The very high axial charge density of nucleic acids is a physical characteristic that substantially influences the thermodynamics of virtually all processes in which they are involved. This arises from long range electrostatic interacts between nucleic acids and the counter- and co- ions in solution so that salt concentration dramatically effects the activities of both reactants and products. A significant contributor to the resulting salt dependence for processes involving nucleic acids (e.g. ligand binding to a choice of nucleic acid substrates or a structural change), is the difference in arrangement of the sugar-phosphate backbone of competing structures. This article reviews the results of a set of Grand Canonical Monte Carlo (GCMC) simulations that explores the effect of nucleic acid geometry, varied as a function of oligomer length and four-way junction branch length, on counterion association and therefore many nucleic acid processes.
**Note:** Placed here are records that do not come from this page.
//! Shared test utilities for the mosaic-gal test suite.
//!
//! Provides a hand-driven fetcher, ready-made caches of committed records, and
//! a rig that owns everything a layout engine needs for one operation.
//!
//! # Usage
//!
//! ```rust
//! use crate::test_helpers::*;
//!
//! let mut rig = LayoutRig::new(1000.0);
//! rig.commit(LayoutKind::Brick, &["300x200", "200x300"]);
//!
//! let mut layout = BrickLayout::new();
//! layout.init(&mut rig.ctx());
//! layout.place(&mut rig.ctx());
//! ```

use std::collections::HashMap;
use std::sync::Mutex;

use crate::cache::MainCache;
use crate::config::{GalleryConfig, LayoutOptions, LayoutSettings};
use crate::fetch::{FetchCompleter, FetchError, FetchTask, ImageFetcher, SyntheticFetcher};
use crate::gallery::Gallery;
use crate::layout::LayoutContext;
use crate::record::ImageRecord;
use crate::surface::{MemorySurface, NodeId, NodeKind, RenderSurface};
use crate::types::{Dimensions, Gutter, LayoutKind};

// =========================================================================
// Hand-driven fetcher
// =========================================================================

/// Fetcher whose tasks settle only when the test says so.
///
/// Sources registered with [`ManualFetcher::with_cached`] settle
/// synchronously, like sizes the host already knows, until the gallery
/// asks the fetcher to forget them.
#[derive(Debug, Default)]
pub struct ManualFetcher {
    waiting: Mutex<HashMap<String, Vec<FetchCompleter>>>,
    cached: Mutex<HashMap<String, Dimensions>>,
}

impl ManualFetcher {
    pub fn new() -> Self {
        Self::default()
    }

    pub fn with_cached(mut self, source: &str, width: u32, height: u32) -> Self {
        self.cached
            .get_mut()
            .unwrap()
            .insert(source.to_string(), Dimensions::new(width, height));
        self
    }

    /// Complete every pending fetch of `source` with a size.
    pub fn resolve(&self, source: &str, width: u32, height: u32) {
        for completer in self.take(source) {
            completer.complete(Ok(Dimensions::new(width, height)));
        }
    }

    /// Complete every pending fetch of `source` with a decode error.
    pub fn fail(&self, source: &str) {
        for completer in self.take(source) {
            completer.complete(Err(FetchError::Decode(format!("{source}: bad data"))));
        }
    }

    fn take(&self, source: &str) -> Vec<FetchCompleter> {
        self.waiting
            .lock()
            .unwrap()
            .remove(source)
            .unwrap_or_default()
    }
}

impl ImageFetcher for ManualFetcher {
    fn fetch(&self, source: &str) -> FetchTask {
        if let Some(dims) = self.cached.lock().unwrap().get(source).copied() {
            return FetchTask::ready(Ok(dims));
        }
        let (completer, task) = FetchTask::pending();
        self.waiting
            .lock()
            .unwrap()
            .entry(source.to_string())
            .or_default()
            .push(completer);
        task
    }

    fn forget_resolved(&self) {
        self.cached.lock().unwrap().clear();
    }
}

// =========================================================================
// Committed records
// =========================================================================

/// Build a cache of committed records whose sizes come from `WxH` sources.
pub fn committed_cache(surface: &mut MemorySurface, sources: &[&str]) -> MainCache {
    let mut cache = MainCache::new();
    push_committed(surface, &mut cache, LayoutKind::Brick, sources);
    cache
}

fn push_committed(
    surface: &mut MemorySurface,
    cache: &mut MainCache,
    kind: LayoutKind,
    sources: &[&str],
) {
    for source in sources {
        let mut record = ImageRecord::new(surface, *source, *source, kind);
        assert!(
            record.resolve(&SyntheticFetcher, surface),
            "source '{source}' is not a WxH reference"
        );
        cache.push(record, surface);
    }
}

// =========================================================================
// Layout rig
// =========================================================================

/// A surface, a cache and a container: one engine's whole world.
pub struct LayoutRig {
    pub surface: MemorySurface,
    pub cache: MainCache,
    pub container: NodeId,
    pub settings: LayoutSettings,
}

impl LayoutRig {
    /// Empty container `width` pixels wide, stock layout settings.
    pub fn new(width: f64) -> Self {
        let mut surface = MemorySurface::new();
        let container = surface.create_node(NodeKind::Container);
        surface.set_client_width(container, width);
        Self {
            surface,
            cache: MainCache::new(),
            container,
            settings: LayoutOptions::default().resolve(&GalleryConfig::default(), Gutter::default()),
        }
    }

    pub fn ctx(&mut self) -> LayoutContext<'_> {
        LayoutContext {
            surface: &mut self.surface,
            cache: &mut self.cache,
            container: self.container,
            settings: &self.settings,
        }
    }

    /// Commit records for `WxH` sources to the cache without placing them.
    pub fn commit(&mut self, kind: LayoutKind, sources: &[&str]) {
        push_committed(&mut self.surface, &mut self.cache, kind, sources);
    }

    pub fn set_width(&mut self, width: f64) {
        self.surface.set_client_width(self.container, width);
    }
}

// =========================================================================
// Gallery builders
// =========================================================================

/// Gallery over a fresh surface with a container `width` pixels wide.
pub fn gallery_with<F: ImageFetcher>(
    fetcher: F,
    width: f64,
    config: GalleryConfig,
) -> Gallery<MemorySurface, F> {
    let mut surface = MemorySurface::new();
    let container = surface.create_node(NodeKind::Container);
    surface.set_client_width(container, width);
    Gallery::new(surface, fetcher, container, config)
}

/// Stock config with `layout` selected.
pub fn config_for(layout: LayoutKind) -> GalleryConfig {
    GalleryConfig {
        layout,
        ..GalleryConfig::default()
    }
}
These GCMC simulations, which utilize a ''primitive'' model description of the nucleic acid, are complemented by a number of simulations which numerically solve the non-linear Poisson-Boltzmann equation utilizing detailed models for nucleic acids and proteins. Simulations of this kind are particularly useful for the study of systems that have been well characterized structurally, as well as thermodynamically. What is saught in the current article is insight into how an extremely general feature of DNA, namely the geometric arrangement of its phosphate charges surrounded by an exclusion surface, might play a role in determining nucleic acid processes.